NEW YORK (GenomeWeb) — Scientists from Virginia Tech's Carilion Research Institute have created a molecular toolkit in order to visualize and structurally analyze the BRCA1 protein and its associated parts in a near-native environment.
"[Using this technology] we were able to make models about how this suspicious region doesn’t work properly [in mutated BRCA1 genes]," said Deborah Kelly, lead author and assistant professor of biological sciences in Virginia Tech’s College of Science, in an interview.
Describing their method in a recently published article in Nature Scientific Reports, the scientists created enriched portions of RNA Polymerase II that contained BRCA1 and BARD1 proteins, and applied them to a set of silicon nitride microchips. The microchip surface was coated with antibodies raised against the BRCA1 protein, and once the proteins were collected by the microchips they were negatively stained.
All microchips were then inserted into a FEI Spirit BioTwin Transmission electron microscope. Then the scientists used automated routines in the PARTICLE software package and selected images with full BRCA1-associated RNA Polymerase II core complexes from approximately 22,000 individual images taken from the microchip. Selected BRCA1-transcriptional assemblies were exported as an image stack into the RELION software package, and based on the statistical likelihood comparisons of the images with their RNAP II model they found five distinct structures for the protein assemblies. They then determined relative location of the BRCA1 N- and C- terminals by analyzing the structures using the SPIDER software package.
BRCA1 is a tumor suppressing protein and helps proofread the DNA templates and works to correct errors, which means it plays a role in ensuring the stability of the cell's genetic material, according to the National Cancer Institute. When mutations occur in BRCA1, normal cellular processes that regulate proper growth and division are disrupted — and these disruptions are heavily correlated with breast and ovarian cancers.
Understanding more about BRCA1's structural function in mutated and normally functioning genes could help scientists develop better and more focused treatments.
Kelly and her team were able to get a fuller picture of transcriptional processes happening between BRCA1 proteins, BARD1 proteins, and DNA throughout different regions of the RNAP II core complex. The method opens the door to further research on these types of processes that drive cells to a pathological state.
A key advantage of using the microchip capture system is that it takes approximately 95 minutes from lysing the cells to preparing the specimens, according to the researchers. It's a major departure from classical specimen preparation procedures involving labeling, staining, and enrichment that often require days to complete.
Another advantage of the technology is that it has the potential to be very versatile, Kelly said, noting that the researchers had used the chips to analyze stem cells to try and determine their role in neurodegeneration. "I definitely see its use in a lot of cancers and even different types of disease pathogen," she said.
The technology offers the opportunity to get new insight into the structural interactions between different proteins and cells that can unravel some of the lesser understood mechanisms, as well as the possibility to create better disease models, the researchers believe.

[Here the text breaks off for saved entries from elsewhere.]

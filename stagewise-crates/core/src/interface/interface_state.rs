use std::fmt::Display;
use std::rc::Rc;

use super::Direction;
use crate::basic_types::Cost;
use crate::basic_types::Payload;
use crate::containers::StorageKey;

/// An identifier of a state within a pipeline.
#[repr(transparent)]
#[derive(Clone, Copy, Debug, Hash, PartialEq, Eq, PartialOrd, Ord)]
pub struct StateId(pub(crate) u32);

impl Display for StateId {
    fn fmt(&self, f: &mut std::fmt::Formatter<'_>) -> std::fmt::Result {
        write!(f, "StateId({})", self.0)
    }
}

impl StorageKey for StateId {
    fn index(&self) -> usize {
        self.0 as usize
    }

    fn create_from_index(index: usize) -> Self {
        StateId(index as u32)
    }
}

/// An immutable snapshot placed on an interface.
///
/// A state is never changed after it has been created; re-prioritising a state creates a copy
/// (see [`InterfaceState::with_priority`]) which replaces the original under the same id.
#[derive(Clone, Debug)]
pub struct InterfaceState {
    id: StateId,
    direction: Direction,
    priority: Cost,
    payload: Rc<dyn Payload>,
}

impl InterfaceState {
    pub(crate) fn new(id: StateId, direction: Direction, draft: StateDraft) -> Self {
        InterfaceState {
            id,
            direction,
            priority: draft.priority,
            payload: draft.payload,
        }
    }

    pub fn id(&self) -> StateId {
        self.id
    }

    /// The kind of interface this state lives on.
    pub fn direction(&self) -> Direction {
        self.direction
    }

    pub fn priority(&self) -> Cost {
        self.priority
    }

    pub fn payload(&self) -> &dyn Payload {
        &*self.payload
    }

    /// Returns the payload if it is of type `T`.
    pub fn payload_as<T: Payload>(&self) -> Option<&T> {
        self.payload.downcast_ref::<T>()
    }

    /// A shared handle to the payload, used to derive new states from this one.
    pub fn shared_payload(&self) -> Rc<dyn Payload> {
        Rc::clone(&self.payload)
    }

    pub(crate) fn with_priority(&self, priority: Cost) -> InterfaceState {
        InterfaceState {
            priority,
            ..self.clone()
        }
    }
}

/// The description of a state which a domain hook wants to create; the engine turns it into an
/// [`InterfaceState`] once it knows on which interface the state will be placed.
#[derive(Clone, Debug)]
pub struct StateDraft {
    pub payload: Rc<dyn Payload>,
    pub priority: Cost,
}

impl StateDraft {
    pub fn new(payload: impl Payload, priority: impl Into<Cost>) -> Self {
        StateDraft {
            payload: Rc::new(payload),
            priority: priority.into(),
        }
    }

    /// Derive a draft which shares its payload with an existing state.
    pub fn from_shared(payload: Rc<dyn Payload>, priority: impl Into<Cost>) -> Self {
        StateDraft {
            payload,
            priority: priority.into(),
        }
    }
}
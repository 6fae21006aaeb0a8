//! A [`TerminationCondition`] is polled by [`Pipeline::run`] before every round of computation.
//! It indicates when the driver should stop, even though stages could still perform work. The
//! most common example would be [`TimeBudget`], which gives the pipeline a certain time budget
//! to explore.
#[cfg(doc)]
use crate::pipeline::Pipeline;

mod combinator;
mod compute_budget;
mod indefinite;
mod time_budget;

pub use combinator::Combinator;
pub use compute_budget::ComputeBudget;
pub use indefinite::Indefinite;
pub use time_budget::TimeBudget;

/// The central trait that defines a termination condition. A termination condition determines when
/// the driver should give up exploring.
pub trait TerminationCondition {
    /// Returns `true` when the driver should stop, `false` otherwise.
    fn should_stop(&mut self) -> bool;
    /// Called after every successful call to a stage's `compute`.
    fn compute_has_been_performed(&mut self) {}
}

impl<T: TerminationCondition> TerminationCondition for Option<T> {
    fn should_stop(&mut self) -> bool {
        match self {
            Some(t) => t.should_stop(),
            None => false,
        }
    }

    fn compute_has_been_performed(&mut self) {
        if let Some(t) = self {
            t.compute_has_been_performed()
        }
    }
}

impl<T: TerminationCondition + ?Sized> TerminationCondition for &mut T {
    fn should_stop(&mut self) -> bool {
        (**self).should_stop()
    }

    fn compute_has_been_performed(&mut self) {
        (**self).compute_has_been_performed()
    }
}
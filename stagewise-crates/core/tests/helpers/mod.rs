#![allow(dead_code, reason = "not every test file uses every helper")]

use stagewise_core::interface::Interface;
use stagewise_core::interface::StateStore;
use stagewise_core::stages::Connect;
use stagewise_core::stages::Generate;
use stagewise_core::stages::Generated;
use stagewise_core::stages::Monitor;
use stagewise_core::stages::Propagate;
use stagewise_core::stages::Propagated;
use stagewise_core::InterfaceState;
use stagewise_core::SolutionBase;
use stagewise_core::StateDraft;
use stagewise_core::SubTrajectory;

/// Generates states with the given priorities, in the given order.
#[derive(Debug)]
pub struct Priorities(pub Vec<f64>);

impl Generate for Priorities {
    fn can_compute(&self) -> bool {
        !self.0.is_empty()
    }

    fn compute(&mut self) -> Generated {
        let priority = self.0.remove(0);
        Generated::new(StateDraft::new(priority, priority), SubTrajectory::new(0.0))
    }
}

/// Propagates forward with a cost equal to the priority of the input, failing from `limit` on.
#[derive(Debug)]
pub struct Threshold {
    pub limit: f64,
    pub inputs: Vec<f64>,
}

impl Threshold {
    pub fn new(limit: f64) -> Self {
        Threshold {
            limit,
            inputs: vec![],
        }
    }
}

impl Propagate for Threshold {
    fn compute_forward(&mut self, from: &InterfaceState) -> Propagated {
        let priority = from.priority().value();
        self.inputs.push(priority);

        if priority < self.limit {
            Propagated::success(
                StateDraft::from_shared(from.shared_payload(), priority),
                SubTrajectory::new(priority),
            )
        } else {
            Propagated::failure(SubTrajectory::failure())
        }
    }
}

/// Records every attempted pair by the priorities of its states; links pairs whose summed
/// priority stays below `limit`.
#[derive(Debug, Default)]
pub struct Recorder {
    pub limit: Option<f64>,
    pub attempts: Vec<(f64, f64)>,
}

impl Connect for Recorder {
    fn connect(&mut self, from: &InterfaceState, to: &InterfaceState) -> SubTrajectory {
        let pair = (from.priority().value(), to.priority().value());
        self.attempts.push(pair);

        match self.limit {
            Some(limit) if pair.0 + pair.1 >= limit => SubTrajectory::failure(),
            _ => SubTrajectory::new(pair.0 + pair.1),
        }
    }
}

/// Turns every monitored solution into a state with the cost of the solution as priority.
#[derive(Debug, Default)]
pub struct Echo {
    pub seen: usize,
}

impl Monitor for Echo {
    fn on_monitored_solution(
        &mut self,
        solution: &SolutionBase,
        _states: &StateStore,
    ) -> Option<Generated> {
        self.seen += 1;
        Some(Generated::new(
            StateDraft::new(solution.id(), solution.cost()),
            SubTrajectory::new(1.0),
        ))
    }
}

/// The priorities of the states on `interface`, in the order in which they would be consumed.
pub fn priorities(interface: &Interface, states: &StateStore) -> Vec<f64> {
    interface
        .iter()
        .filter_map(|state| states.get(state))
        .map(|state| state.priority().value())
        .collect()
}
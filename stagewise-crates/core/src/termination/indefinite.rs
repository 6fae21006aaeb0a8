use super::TerminationCondition;

/// A [`TerminationCondition`] which never triggers. The pipeline runs until no stage can compute.
#[derive(Clone, Copy, Debug)]
pub struct Indefinite;

impl TerminationCondition for Indefinite {
    fn should_stop(&mut self) -> bool {
        false
    }
}
//! The kinds of stages the engine provides. Each of them delegates the domain computation to a
//! hook trait implemented outside of this crate.
mod connecting;
mod generator;
mod monitoring_generator;
mod propagating;

pub use connecting::*;
pub use generator::*;
pub use monitoring_generator::*;
pub use propagating::*;
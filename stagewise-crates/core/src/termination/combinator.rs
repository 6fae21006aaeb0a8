use super::TerminationCondition;

/// A [`TerminationCondition`] which triggers when one of two given [`TerminationCondition`]s
/// triggers.
#[derive(Clone, Copy, Debug)]
pub struct Combinator<T1, T2> {
    t1: T1,
    t2: T2,
}

impl<T1, T2> Combinator<T1, T2> {
    /// Combine two [`TerminationCondition`]s into one.
    pub fn new(t1: T1, t2: T2) -> Self {
        Combinator { t1, t2 }
    }
}

impl<T1: TerminationCondition, T2: TerminationCondition> TerminationCondition
    for Combinator<T1, T2>
{
    fn should_stop(&mut self) -> bool {
        self.t1.should_stop() || self.t2.should_stop()
    }

    fn compute_has_been_performed(&mut self) {
        self.t1.compute_has_been_performed();
        self.t2.compute_has_been_performed();
    }
}
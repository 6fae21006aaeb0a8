//! Contains structures related to the statistic logging of a pipeline.
mod statistic_logger;
mod statistic_logging;

use std::fmt::Display;

pub use statistic_logger::StatisticLogger;
pub use statistic_logging::configure_statistic_logging;
pub use statistic_logging::log_statistic;
pub use statistic_logging::log_statistic_postfix;
pub use statistic_logging::StatisticSink;

/// A simple trait for defining a loggable statistic.
///
/// See [`create_statistics_struct!`] for creating a statistic struct automatically!
pub trait Statistic {
    /// Logs the [`Statistic`] using the provided [`StatisticLogger`].
    fn log(&self, statistic_logger: StatisticLogger);
}

impl<Value: Display> Statistic for Value {
    fn log(&self, statistic_logger: StatisticLogger) {
        statistic_logger.log_statistic(self);
    }
}

/// A macro for generating a struct for storing statistics; every field is logged under its own
/// name, attached to the prefix of the given [`StatisticLogger`].
macro_rules! create_statistics_struct {
    ($(#[$struct_documentation:meta])* $name:ident { $($(#[$variable_documentation:meta])* $field:ident : $type:ident),+ $(,)? }) => {
        $(#[$struct_documentation])*
        #[derive(Default, Debug, Copy, Clone)]
        pub struct $name {
            $($(#[$variable_documentation])* pub $field: $type),+
        }

        impl $crate::statistics::Statistic for $name {
            fn log(&self, statistic_logger: $crate::statistics::StatisticLogger) {
                $(self.$field.log(statistic_logger.attach_to_prefix(stringify!($field)));)+
            }
        }
    };
}

pub(crate) use create_statistics_struct;

create_statistics_struct!(
    /// The statistics which every stage keeps about its computations.
    StageStatistics {
        /// The number of times the stage performed a unit of work
        num_computes: u64,
        /// The number of successful solutions the stage stored
        num_solutions: u64,
        /// The number of failing solutions the stage recorded
        num_failures: u64,
        /// The number of states the stage pushed onto its neighbouring interfaces
        num_states_sent: u64,
        /// The number of input states which were pruned after a failure
        num_states_pruned: u64,
});
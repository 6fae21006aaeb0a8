use std::rc::Rc;

use super::SolutionBase;
use crate::containers::StorageKey;

/// Invoked synchronously for every successful solution stored by the stage it is registered
/// with, in the order of registration.
pub trait SolutionCallback {
    fn on_solution(&mut self, solution: &Rc<SolutionBase>);
}

impl<T> SolutionCallback for T
where
    T: FnMut(&Rc<SolutionBase>),
{
    fn on_solution(&mut self, solution: &Rc<SolutionBase>) {
        (self)(solution)
    }
}

/// Identifies a registered [`SolutionCallback`] so that it can be removed again.
#[repr(transparent)]
#[derive(Clone, Copy, Debug, Hash, PartialEq, Eq)]
pub struct SolutionCallbackId(u32);

impl StorageKey for SolutionCallbackId {
    fn index(&self) -> usize {
        self.0 as usize
    }

    fn create_from_index(index: usize) -> Self {
        SolutionCallbackId(index as u32)
    }
}
use std::cell::RefCell;
use std::collections::VecDeque;
use std::rc::Rc;

use log::debug;

use super::Generated;
use crate::basic_types::ConfigurationError;
use crate::interface::InterfaceFlags;
use crate::interface::StateStore;
use crate::interface::GENERATE;
use crate::solutions::SolutionBase;
use crate::solutions::SolutionCallbackId;
use crate::stage::ComputeContext;
use crate::stage::InitialisationContext;
use crate::stage::ReadContext;
use crate::stage::Stage;
use crate::stage::StageId;

/// The domain computation of a [`MonitoringGenerator`].
pub trait Monitor {
    /// Derive a candidate from a successful solution of the monitored stage; [`None`] if the
    /// solution does not give rise to a new state.
    fn on_monitored_solution(
        &mut self,
        solution: &SolutionBase,
        states: &StateStore,
    ) -> Option<Generated>;
}

/// A generator which derives its states from the solutions of another stage.
///
/// The solutions are collected by a callback registered on the monitored stage during
/// initialisation, and turned into states one at a time when computing.
#[derive(Debug)]
pub struct MonitoringGenerator<M> {
    name: String,
    monitored: StageId,
    callback: Option<SolutionCallbackId>,
    inbox: Rc<RefCell<VecDeque<Rc<SolutionBase>>>>,
    hook: M,
}

impl<M: Monitor> MonitoringGenerator<M> {
    pub fn new(name: impl Into<String>, monitored: StageId, hook: M) -> Self {
        MonitoringGenerator {
            name: name.into(),
            monitored,
            callback: None,
            inbox: Rc::default(),
            hook,
        }
    }

    pub fn monitored(&self) -> StageId {
        self.monitored
    }

    /// The registration on the monitored stage, once initialised.
    pub fn callback(&self) -> Option<SolutionCallbackId> {
        self.callback
    }

    /// The number of monitored solutions which have not been processed yet.
    pub fn num_pending(&self) -> usize {
        self.inbox.borrow().len()
    }

    pub fn hook(&self) -> &M {
        &self.hook
    }
}

impl<M: Monitor + 'static> Stage for MonitoringGenerator<M> {
    fn name(&self) -> &str {
        &self.name
    }

    fn required_interface(&self) -> InterfaceFlags {
        GENERATE
    }

    fn initialise(&mut self, mut context: InitialisationContext) -> Result<(), ConfigurationError> {
        if !context.contains_stage(self.monitored) {
            self.callback = None;
            return Err(ConfigurationError::MissingMonitoredStage {
                stage: self.name.clone(),
            });
        }
        if self.callback.is_some() {
            return Ok(());
        }

        let inbox = Rc::clone(&self.inbox);
        let callback = context
            .add_solution_callback(
                self.monitored,
                Box::new(move |solution: &Rc<SolutionBase>| {
                    inbox.borrow_mut().push_back(Rc::clone(solution));
                }),
            )
            .ok_or_else(|| ConfigurationError::MissingMonitoredStage {
                stage: self.name.clone(),
            })?;

        debug!("{}: monitoring {}", self.name, self.monitored);
        self.callback = Some(callback);
        Ok(())
    }

    fn can_compute(&self, _context: ReadContext) -> bool {
        !self.inbox.borrow().is_empty()
    }

    fn compute(&mut self, mut context: ComputeContext) {
        let Some(solution) = self.inbox.borrow_mut().pop_front() else {
            return;
        };

        if let Some(Generated { state, solution }) =
            self.hook.on_monitored_solution(&solution, context.states())
        {
            let _ = context.spawn(state, solution);
        }
    }
}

While Kelly thinks the technology has a great deal to offer, since the base microchips are commercially available and the procedures are available through the scientific literature, her lab isn't planning to commercialize the toolkit, she told GenomeWeb. Although, she did indicate that she and her colleagues would be happy to help facilitate the use of the technology for future research and are open to other scientists reaching out to them on its use.